Red Sox: J.D. Martinez ensures budget will be tight by not opting-out

ANAHEIM, CALIFORNIA - AUGUST 31: J.D. Martinez #28 of the Boston Red Sox at bat during a game against the Los Angeles Angels of Anaheim at Angel Stadium of Anaheim on August 31, 2019 in Anaheim, California. (Photo by Sean M. Haffey/Getty Images)
ANAHEIM, CALIFORNIA - AUGUST 31: J.D. Martinez #28 of the Boston Red Sox at bat during a game against the Los Angeles Angels of Anaheim at Angel Stadium of Anaheim on August 31, 2019 in Anaheim, California. (Photo by Sean M. Haffey/Getty Images) /

Boston Red Sox designated hitter J.D. Martinez will return next season after he passed on the option to opt-out of his contract.

J.D. Martinez will not opt-out of his contract with the Boston Red Sox, reports ESPN’s Jeff Passan.

There are three years and $62.5 million remaining on the original five-year deal that Martinez signed prior to the 2018 season.
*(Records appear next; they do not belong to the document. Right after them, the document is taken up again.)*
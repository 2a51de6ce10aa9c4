//! Bucketed latency histogram.
//!
//! Buckets are fixed at construction and updated with relaxed atomics, so
//! recording never takes a lock. Every sample is also forwarded to the
//! `metrics` facade, where an installed exporter can aggregate it.

use std::sync::atomic::{AtomicU64, Ordering};
use std::time::Duration;

/// Latency histogram with fixed upper bounds plus an overflow bucket.
pub struct LatencyHistogram {
    /// Sorted, deduplicated upper bounds.
    bounds: Vec<Duration>,
    /// One counter per bound, plus the overflow bucket at the end.
    buckets: Vec<AtomicU64>,
    count: AtomicU64,
    sum_us: AtomicU64,
    exported: metrics::Histogram,
}

/// Point-in-time copy of a [`LatencyHistogram`].
#[derive(Debug, Clone, PartialEq, Eq)]
pub struct HistogramSnapshot {
    /// Upper bounds, one per entry of `buckets` except the last.
    pub bounds: Vec<Duration>,
    /// Non-cumulative sample counts. The last entry counts samples above
    /// every bound.
    pub buckets: Vec<u64>,
    /// Number of recorded samples
    pub count: u64,
    /// Sum of all samples
    pub sum: Duration,
}

impl LatencyHistogram {
    pub(crate) fn new(bounds: Vec<Duration>, metric_name: String) -> Self {
        let buckets = (0..=bounds.len()).map(|_| AtomicU64::new(0)).collect();
        Self {
            bounds,
            buckets,
            count: AtomicU64::new(0),
            sum_us: AtomicU64::new(0),
            exported: metrics::histogram!(metric_name),
        }
    }

    /// Records one sample.
    pub fn record(&self, elapsed: Duration) {
        let idx = self.bounds.partition_point(|bound| *bound < elapsed);
        self.buckets[idx].fetch_add(1, Ordering::Relaxed);
        self.count.fetch_add(1, Ordering::Relaxed);
        let micros = u64::try_from(elapsed.as_micros()).unwrap_or(u64::MAX);
        self.sum_us.fetch_add(micros, Ordering::Relaxed);
        self.exported.record(elapsed.as_secs_f64() * 1000.0);
    }

    /// Number of samples recorded so far.
    pub fn count(&self) -> u64 {
        self.count.load(Ordering::Relaxed)
    }

    pub fn snapshot(&self) -> HistogramSnapshot {
        HistogramSnapshot {
            bounds: self.bounds.clone(),
            buckets: self
                .buckets
                .iter()
                .map(|b| b.load(Ordering::Relaxed))
                .collect(),
            count: self.count(),
            sum: Duration::from_micros(self.sum_us.load(Ordering::Relaxed)),
        }
    }
}

impl std::fmt::Debug for LatencyHistogram {
    fn fmt(&self, f: &mut std::fmt::Formatter<'_>) -> std::fmt::Result {
        f.debug_struct("LatencyHistogram")
            .field("bounds", &self.bounds)
            .field("count", &self.count())
            .finish()
    }
}

#[cfg(test)]
mod tests {
    use super::*;

    fn histogram() -> LatencyHistogram {
        LatencyHistogram::new(
            vec![Duration::from_millis(1), Duration::from_millis(10)],
            "test.latency".to_string(),
        )
    }

    #[test]
    fn test_bucket_selection() {
        let h = histogram();
        h.record(Duration::from_micros(500));
        h.record(Duration::from_millis(1));
        h.record(Duration::from_millis(3));
        h.record(Duration::from_secs(1));

        let snap = h.snapshot();
        assert_eq!(snap.buckets, vec![2, 1, 1]);
        assert_eq!(snap.count, 4);
    }

    #[test]
    fn test_sum() {
        let h = histogram();
        h.record(Duration::from_millis(2));
        h.record(Duration::from_millis(3));
        assert_eq!(h.snapshot().sum, Duration::from_millis(5));
    }

    #[test]
    fn test_empty_bounds_use_overflow_bucket() {
        let h = LatencyHistogram::new(Vec::new(), "test.latency".to_string());
        h.record(Duration::from_millis(1));
        assert_eq!(h.snapshot().buckets, vec![1]);
    }
}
A clause in the contract enables him to opt-out before each of the final three years of the deal but he’s decided to pass on his first opportunity to trigger that stipulation.

Uncertainty regarding how much of a market there is for a 32-year old designated hitter may have made Martinez cautious about testing the free agency waters again. National League teams may have ignored him, small market teams couldn’t afford him, and only contenders would have reason to pursue him.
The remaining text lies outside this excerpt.